От такого предположения отец вышел из себя.
Время показало, что была права мама, а не отец. Своим проницательным взглядом она разглядела смысл хасидского радушия. Позже отцу пришлось дорого заплатить за свою доверчивость, но пока он был воодушевлен радзиминским цадиком. В помощь отцу приехал ешиботник Матес, привязавшийся к отцу и отправившийся вместе с ним в Ленчин учить Тору.
Ешиботник Матес был удивительно низкорослым, но коренастым, крепким, как короткое дубовое полено. Он вырос больше вширь, чем в длину. Его полные бледные щеки покрывали юношеская светлая бороденка и пейсы. Пальцы были короткими и пухлыми. Голубые глаза светились огнем энергии и фанатизма. Когда я с ним поздоровался, он сжал мою детскую руку как тисками и сказал:
— Иешуа, бойся Бога, слышишь?!
После рукопожатия он как перышко поднял меня к потолку.
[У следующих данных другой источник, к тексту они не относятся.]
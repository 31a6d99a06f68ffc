//! Deployed-version lookup
//!
//! Queries a live endpoint for the version actually running. When a
//! lookup is configured it, not the update gate, owns `deployed_version`.

use crate::context::WatchContext;
use crate::error::{ConfigErrors, QueryError};
use async_trait::async_trait;
use regex::Regex;
use serde::{Deserialize, Serialize};
use std::cmp::Ordering;
use std::fmt;
use verwatch_filter::semantic;
use verwatch_status::Status;

/// Lookup of the running version
#[async_trait]
pub trait DeployedVersionSource: Send + Sync + fmt::Debug {
    /// Validate configuration, paths are prefixed with `prefix`
    fn check_values(&self, prefix: &str) -> ConfigErrors {
        let _ = prefix;
        ConfigErrors::new()
    }

    /// Fetch the deployed version
    ///
    /// # Errors
    /// - `QueryError` on transport, decode or extraction failure
    async fn query(&self, status: &Status, ctx: &WatchContext) -> Result<String, QueryError>;
}

/// Basic-auth credentials
#[derive(Debug, Clone, PartialEq, Eq, Serialize, Deserialize)]
pub struct BasicAuth {
    /// User
    pub username: String,
    /// Password
    #[serde(default)]
    pub password: String,
}

/// Extra request header
#[derive(Debug, Clone, PartialEq, Eq, Serialize, Deserialize)]
pub struct Header {
    /// Name
    pub key: String,
    /// Value
    pub value: String,
}

/// HTTP GET deployed-version lookup
#[derive(Debug, Clone, Default, PartialEq, Eq, Serialize, Deserialize)]
#[serde(deny_unknown_fields)]
pub struct WebDeployedVersion {
    /// Endpoint
    pub url: String,
    /// Accept invalid TLS certificates
    #[serde(default)]
    pub allow_invalid_certs: bool,
    /// Basic auth
    #[serde(default, skip_serializing_if = "Option::is_none")]
    pub basic_auth: Option<BasicAuth>,
    /// Extra headers
    #[serde(default, skip_serializing_if = "Vec::is_empty")]
    pub headers: Vec<Header>,
    /// Dotted path into a JSON body (`data.version`, `items.0.tag`)
    #[serde(default, skip_serializing_if = "Option::is_none")]
    pub json: Option<String>,
    /// Regex applied to the value, first capture group wins
    #[serde(default, skip_serializing_if = "Option::is_none")]
    pub regex: Option<String>,
}

impl WebDeployedVersion {
    /// Create new lookup
    #[must_use]
    pub fn new(url: impl Into<String>) -> Self {
        Self {
            url: url.into(),
            ..Self::default()
        }
    }

    /// Set JSON path
    #[must_use]
    pub fn with_json(mut self, path: impl Into<String>) -> Self {
        self.json = Some(path.into());
        self
    }

    /// Set extraction regex
    #[must_use]
    pub fn with_regex(mut self, pattern: impl Into<String>) -> Self {
        self.regex = Some(pattern.into());
        self
    }

    /// Pull the version out of a response body
    ///
    /// # Errors
    /// - `QueryError::Decode` if a JSON path is set and the body is not JSON
    /// - `QueryError::JsonPath` if the path does not resolve to a scalar
    /// - `QueryError::NoMatch` if the regex finds nothing
    pub fn extract(&self, body: &str) -> Result<String, QueryError> {
        let mut version = match &self.json {
            Some(path) => {
                let value: serde_json::Value =
                    serde_json::from_str(body).map_err(|e| QueryError::Decode {
                        url: self.url.clone(),
                        reason: e.to_string(),
                    })?;
                json_lookup(&value, path).ok_or_else(|| QueryError::JsonPath {
                    path: path.clone(),
                    url: self.url.clone(),
                })?
            }
            None => body.to_string(),
        };

        if let Some(pattern) = &self.regex {
            let re = Regex::new(pattern).map_err(|e| QueryError::Decode {
                url: self.url.clone(),
                reason: e.to_string(),
            })?;
            let caps = re.captures(&version).ok_or_else(|| QueryError::NoMatch {
                pattern: pattern.clone(),
                text: version.clone(),
            })?;
            let group = caps.get(1).or_else(|| caps.get(0));
            version = group.map(|m| m.as_str().to_string()).unwrap_or_default();
        }
        Ok(version)
    }
}

/// Walk a dotted path, numeric segments index arrays
fn json_lookup(value: &serde_json::Value, path: &str) -> Option<String> {
    let mut current = value;
    for key in path.split('.') {
        current = match current {
            serde_json::Value::Object(map) => map.get(key)?,
            serde_json::Value::Array(items) => items.get(key.parse::<usize>().ok()?)?,
            _ => return None,
        };
    }
    match current {
        serde_json::Value::String(s) => Some(s.clone()),
        serde_json::Value::Number(n) => Some(n.to_string()),
        serde_json::Value::Bool(b) => Some(b.to_string()),
        _ => None,
    }
}

#[async_trait]
impl DeployedVersionSource for WebDeployedVersion {
    fn check_values(&self, prefix: &str) -> ConfigErrors {
        let mut errs = ConfigErrors::new();
        if self.url.is_empty() {
            errs.push(format!("{prefix}.url"), "<required>");
        }
        if let Some(pattern) = &self.regex {
            if let Err(e) = Regex::new(pattern) {
                errs.push(format!("{prefix}.regex"), format!("{pattern:?} <invalid> ({e})"));
            }
        }
        errs
    }

    async fn query(&self, _status: &Status, ctx: &WatchContext) -> Result<String, QueryError> {
        let mut request = ctx.http(self.allow_invalid_certs).get(&self.url);
        for header in &self.headers {
            request = request.header(header.key.as_str(), header.value.as_str());
        }
        if let Some(auth) = &self.basic_auth {
            request = request.basic_auth(&auth.username, Some(&auth.password));
        }

        let response = request.send().await.map_err(|source| QueryError::Request {
            url: self.url.clone(),
            source,
        })?;
        if !response.status().is_success() {
            return Err(QueryError::Status {
                url: self.url.clone(),
                status: response.status().as_u16(),
            });
        }
        let body = response.text().await.map_err(|e| QueryError::Decode {
            url: self.url.clone(),
            reason: e.to_string(),
        })?;
        self.extract(&body)
    }
}

/// Reconcile a queried deployed version into the status
///
/// With semantic versioning the version must parse. A deployed version
/// newer than latest (or any, when latest is unset) also becomes latest.
/// Returns true if `deployed_version` changed.
///
/// # Errors
/// - `QueryError::Filter` if semantic versioning is on and the version does not parse
pub fn reconcile_deployed(
    status: &Status,
    version: &str,
    semantic_versioning: bool,
) -> Result<bool, QueryError> {
    if semantic_versioning && !semantic::is_semantic(version) {
        return Err(verwatch_filter::FilterError::InvalidSemver(version.to_string()).into());
    }
    if version.is_empty() || version == status.deployed_version() {
        return Ok(false);
    }

    status.set_deployed_version(version, true);

    let latest = status.latest_version();
    let newer_than_latest = latest.is_empty()
        || (semantic_versioning
            && version != latest
            && semantic::compare(version, &latest) == Some(Ordering::Greater));
    if newer_than_latest {
        status.set_latest_version(version, true);
        status.announce_query_new_version();
    }

    tracing::info!(service = status.service_id(), version, "deployed version updated");
    status.announce_update();
    Ok(true)
}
На мою маму он даже не взглянул, только позавтракал с волчьим аппетитом всем, что она выставила на стол, при этом постоянно макал ломти хлеба в соль.
— Радзиминский ребе — ангел, — твердил он все время. — О его величии вскоре узнает весь мир. Я вижу это, ребе…
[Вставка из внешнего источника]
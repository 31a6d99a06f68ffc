//! Latest-version sources
//!
//! Every source fetches raw data and runs it through its
//! [`Pipeline`](verwatch_filter::Pipeline), returning one candidate
//! version. Variants:
//! - [`GitHubSource`]: release feed with ETag caching
//! - [`WebSource`]: any URL, transforms applied to the body

mod github;
mod web;

pub use github::GitHubSource;
pub use web::WebSource;

use crate::context::WatchContext;
use crate::error::{ConfigErrors, QueryError};
use async_trait::async_trait;
use std::fmt;
use verwatch_status::Status;

/// Discriminator of a [`VersionSource`]
#[derive(Debug, Clone, Copy, PartialEq, Eq)]
pub enum SourceType {
    /// Release feed
    GitHub,
    /// Generic web page
    Url,
    /// Anything else (test doubles, embedders)
    Custom,
}

impl fmt::Display for SourceType {
    fn fmt(&self, f: &mut fmt::Formatter<'_>) -> fmt::Result {
        let s = match self {
            Self::GitHub => "github",
            Self::Url => "url",
            Self::Custom => "custom",
        };
        f.write_str(s)
    }
}

/// Lookup of the newest published version
#[async_trait]
pub trait VersionSource: Send + Sync + fmt::Debug {
    /// Discriminator
    fn source_type(&self) -> SourceType;

    /// Human-facing URL for logs and the UI
    fn service_url(&self) -> String;

    /// Validate configuration, paths are prefixed with `prefix`
    fn check_values(&self, prefix: &str) -> ConfigErrors {
        let _ = prefix;
        ConfigErrors::new()
    }

    /// Fetch and filter, returning the candidate version
    ///
    /// `use_cache` lets a caller reuse cached response data instead of
    /// forcing a remote call. Filter misses update `status` counters.
    ///
    /// # Errors
    /// - `QueryError` on transport, decode or filter failure
    async fn query(
        &self,
        use_cache: bool,
        status: &Status,
        ctx: &WatchContext,
    ) -> Result<String, QueryError>;
}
Он смотрел прямо перед собой, как будто стремился не пропустить тот момент, когда о величии радзиминского ребе узнает мир.
Сразу после еды, не отдохнув ни минуты, он велел мне отвести его в бесмедреш и тут же принялся учить со мной трактат Йевомес[284]. Вечером, во время минхи, отец нашел обывателей, у которых Матес стал «есть дни». В качестве вознаграждения за обучение я должен был сопровождать Матеса и сидеть с ним за столом, пока он «ел дни». Матес боялся ходить один, чтобы не оказаться в комнате наедине с хозяйкой, когда ее мужа нет дома. Он жадно ел, макая ломти хлеба в соль и даже не поднимая глаз на женщин, которые подносили ему кушанья. Для него они не существовали.
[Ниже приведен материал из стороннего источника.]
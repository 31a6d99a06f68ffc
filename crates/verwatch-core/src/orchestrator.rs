//! Update-action orchestrator
//!
//! Runs when the latest version changes or a user acts on a service:
//! - Notifications fire first and never gate anything
//! - No actions: the version is accepted immediately
//! - Auto-approve: every Command and WebHook is dispatched concurrently
//! - Otherwise: announce that the version waits for approval
//!
//! Every successful batch re-attempts the version gate, which is a
//! no-op once deployed (or approved) matches latest.

use crate::action::{Action, Invocation};
use crate::error::ActionError;
use crate::notify::{send_all, Notification};
use crate::service::Service;
use chrono::Utc;
use std::sync::Arc;
use tokio::sync::mpsc;
use verwatch_status::{ActionKey, FailState, GateMode, GateOutcome, SKIP_PREFIX};

/// Outcome of one dispatch batch
#[derive(Debug, Clone, Copy, Default, PartialEq, Eq)]
pub struct DispatchReport {
    /// Actions started
    pub attempted: usize,
    /// Started actions that failed
    pub failed: usize,
    /// Actions left alone because their floor had not passed
    pub skipped: usize,
    /// Started actions whose result was dropped because latest moved on
    pub superseded: usize,
}

impl DispatchReport {
    /// Whether every started action passed for the version it ran for
    #[inline]
    #[must_use]
    pub fn all_passed(&self) -> bool {
        self.failed == 0 && self.superseded == 0
    }
}

/// Result of one action run as seen by the batch
#[derive(Debug, Clone, Copy, PartialEq, Eq)]
enum RunOutcome {
    Passed,
    Failed,
    Superseded,
}

/// Handle a new latest version
pub async fn handle_update_actions(service: Arc<Service>) {
    let status = service.status();

    if !service.notifiers().is_empty() {
        let notify = Arc::clone(&service);
        tokio::spawn(async move {
            let note = Notification::release(notify.id(), notify.status().latest_version());
            send_all(notify.notifiers(), &note, notify.ctx()).await;
        });
    }

    if !service.has_actions() {
        updated_version(&service);
        return;
    }

    if !service.options().auto_approve {
        tracing::info!(
            service = service.id(),
            version = %status.latest_version(),
            "waiting for approval"
        );
        status.announce_query_new_version();
        return;
    }

    tracing::info!(
        service = service.id(),
        version = %status.latest_version(),
        "auto-approved, dispatching actions"
    );
    let commands = service.command_keys();
    let webhooks = service.webhook_keys();
    let (command_report, webhook_report) = futures::join!(
        dispatch(&service, &commands, true),
        dispatch(&service, &webhooks, true)
    );
    if !commands.is_empty() && command_report.all_passed() {
        updated_version(&service);
    }
    if !webhooks.is_empty() && webhook_report.all_passed() {
        updated_version(&service);
    }
}

/// Attempt the version transition
///
/// With a deployed-version lookup only the approval moves; without
/// one deployed is set to latest.
pub fn updated_version(service: &Service) -> GateOutcome {
    let mode = if service.has_deployed_lookup() {
        GateMode::ApproveOnly
    } else {
        GateMode::AdvanceDeployed
    };
    let outcome = service.status().gate_transition(mode);
    match outcome {
        GateOutcome::Advanced => tracing::info!(
            service = service.id(),
            version = %service.status().deployed_version(),
            "updated"
        ),
        GateOutcome::Approved => tracing::info!(
            service = service.id(),
            version = %service.status().approved_version(),
            "approved"
        ),
        GateOutcome::Blocked => {
            tracing::debug!(service = service.id(), "version gate blocked by unpassed actions");
        }
        GateOutcome::AlreadyAdvanced | GateOutcome::Unchanged => {}
    }
    outcome
}

/// Skip the current latest version
///
/// Returns false (and emits nothing) when deployed already matches
/// latest or the service is being deleted.
pub fn handle_skip(service: &Service) -> bool {
    let status = service.status();
    if status.is_deleting() {
        return false;
    }
    let latest = status.latest_version();
    if latest.is_empty() || status.deployed_version() == latest {
        return false;
    }
    tracing::info!(service = service.id(), version = %latest, "skipped");
    status.set_approved_version(&format!("{SKIP_PREFIX}{latest}"), true);
    true
}

/// Run one Command by index
///
/// Respects its floor. Returns true if it ran and passed.
pub async fn handle_command(service: &Arc<Service>, index: usize) -> bool {
    handle_single(service, ActionKey::Command(index)).await
}

/// Run one WebHook by name
///
/// Respects its floor. Returns true if it ran and passed.
pub async fn handle_webhook(service: &Arc<Service>, name: &str) -> bool {
    handle_single(service, ActionKey::webhook(name)).await
}

async fn handle_single(service: &Arc<Service>, key: ActionKey) -> bool {
    if service.action(&key).is_none() {
        tracing::warn!(service = service.id(), action = %key, "unknown action");
        return false;
    }
    let report = dispatch(service, std::slice::from_ref(&key), false).await;
    let passed = report.attempted == 1 && report.all_passed();
    if passed {
        updated_version(service);
    }
    passed
}

/// Dispatch actions concurrently and wait for their results
///
/// Actions not yet runnable are skipped and not waited on. Successive
/// dispatches are staggered by a random 100-250ms. Each run records its
/// own fails cell and floor.
pub async fn dispatch(service: &Arc<Service>, keys: &[ActionKey], use_delay: bool) -> DispatchReport {
    let timing = service.ctx().timing().clone();
    let (tx, mut rx) = mpsc::channel::<RunOutcome>(keys.len().max(1));
    let mut report = DispatchReport::default();

    for key in keys {
        let Some(action) = service.action(key).map(Arc::clone) else {
            tracing::warn!(service = service.id(), action = %key, "unknown action");
            continue;
        };
        let delay = if use_delay { action.delay() } else { std::time::Duration::ZERO };
        if !action.gate().try_claim(timing.executing_floor.saturating_add(delay)) {
            tracing::debug!(
                service = service.id(),
                action = %key,
                next_runnable = %action.next_runnable(),
                "not runnable yet"
            );
            report.skipped += 1;
            continue;
        }

        if report.attempted > 0 {
            tokio::time::sleep(timing.dispatch_stagger()).await;
        }
        report.attempted += 1;

        let tx = tx.clone();
        let service = Arc::clone(service);
        tokio::spawn(async move {
            let outcome = run_action(&service, action, use_delay).await;
            let _ = tx.send(outcome).await;
        });
    }
    drop(tx);

    let mut received = 0;
    while received < report.attempted {
        match rx.recv().await {
            Some(RunOutcome::Passed) => {}
            Some(RunOutcome::Failed) => report.failed += 1,
            Some(RunOutcome::Superseded) => report.superseded += 1,
            None => {
                report.failed += report.attempted - received;
                break;
            }
        }
        received += 1;
    }
    report
}

fn failure_title(key: &ActionKey) -> &'static str {
    match key {
        ActionKey::Command(_) => "Command failed",
        ActionKey::WebHook(_) => "WebHook fail",
    }
}

/// Run a claimed action and record its result
///
/// The result is only recorded if latest is still the version the
/// action ran for; otherwise it is dropped and the claim released.
async fn run_action(service: &Service, action: Arc<dyn Action>, use_delay: bool) -> RunOutcome {
    let status = service.status();
    let key = action.key();

    let delay = action.delay();
    if use_delay && !delay.is_zero() {
        tracing::debug!(service = service.id(), action = %key, ?delay, "delaying");
        tokio::time::sleep(delay).await;
    }

    let version = status.latest_version();
    let result = if status.is_deleting() {
        Err(ActionError::Deleting)
    } else {
        let invocation = Invocation {
            service_id: service.id(),
            version: &version,
            status,
            ctx: service.ctx(),
        };
        action.run(&invocation).await
    };
    let passed = result.is_ok();

    match status.set_fail_for(&key, FailState::from_outcome(passed), &version) {
        Ok(true) => {}
        Ok(false) => {
            action.gate().set_next_runnable(Utc::now());
            tracing::warn!(
                service = service.id(),
                action = %key,
                version = %version,
                latest = %status.latest_version(),
                "latest version changed during run, result dropped"
            );
            return RunOutcome::Superseded;
        }
        Err(err) => {
            tracing::warn!(service = service.id(), action = %key, error = %err, "result not recorded");
        }
    }
    let next_runnable = action
        .gate()
        .finish(passed, service.options().interval, service.ctx().timing());
    status.announce_action(key.clone(), next_runnable);

    match result {
        Ok(()) => {
            tracing::info!(service = service.id(), action = %key, version = %version, "action passed");
        }
        Err(ActionError::Deleting) => {
            tracing::debug!(service = service.id(), action = %key, "aborted, service deleting");
        }
        Err(err) => {
            tracing::error!(service = service.id(), action = %key, version = %version, error = %err, "action failed");
            if !action.silent_fails() && !service.notifiers().is_empty() {
                let note = Notification::failure(
                    service.id(),
                    version.as_str(),
                    failure_title(&key),
                    err.to_string(),
                );
                send_all(service.notifiers(), &note, service.ctx()).await;
            }
        }
    }
    if passed {
        RunOutcome::Passed
    } else {
        RunOutcome::Failed
    }
}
Точно так же, как Беришл, муж Гинды, Матес был влюблен в Тору. Он спал по четыре часа, а в остальное время учил Тору или молился. Но вместо того чтобы плакать на молитве, как Беришл, он молился радостно и бурно. Так же проходило и обучение.
— Ой-ой, Тора сладка! — часто вскрикивал он посреди учения. — Слышишь, Иешуа, нет большего удовольствия, чем учить Тору…
Точно так же, как Беришл был увлечен Кедойшим, Матес был увлечен разделом Ношим[285], то есть трактатами, посвященными отношениям между мужчиной и женщиной — Кидушин[286], Гитин[287], Ксувес[288], Йевомес и другим. Больше всего он получал удовольствие от трактата Йевомес, в котором речь идет о законах халицы. Я не знаю, изживал ли низкорослый крепкий парень с помощью Талмуда свои подавленные мужские желания или просто питал слабость к трактатам о женщинах. Знаю только, что он постоянно учил со мною раздел Ношим. В разгар обучения он впадал в экстаз и называл Господа разными ласковыми именами и прозвищами, как влюбленный свою возлюбленную.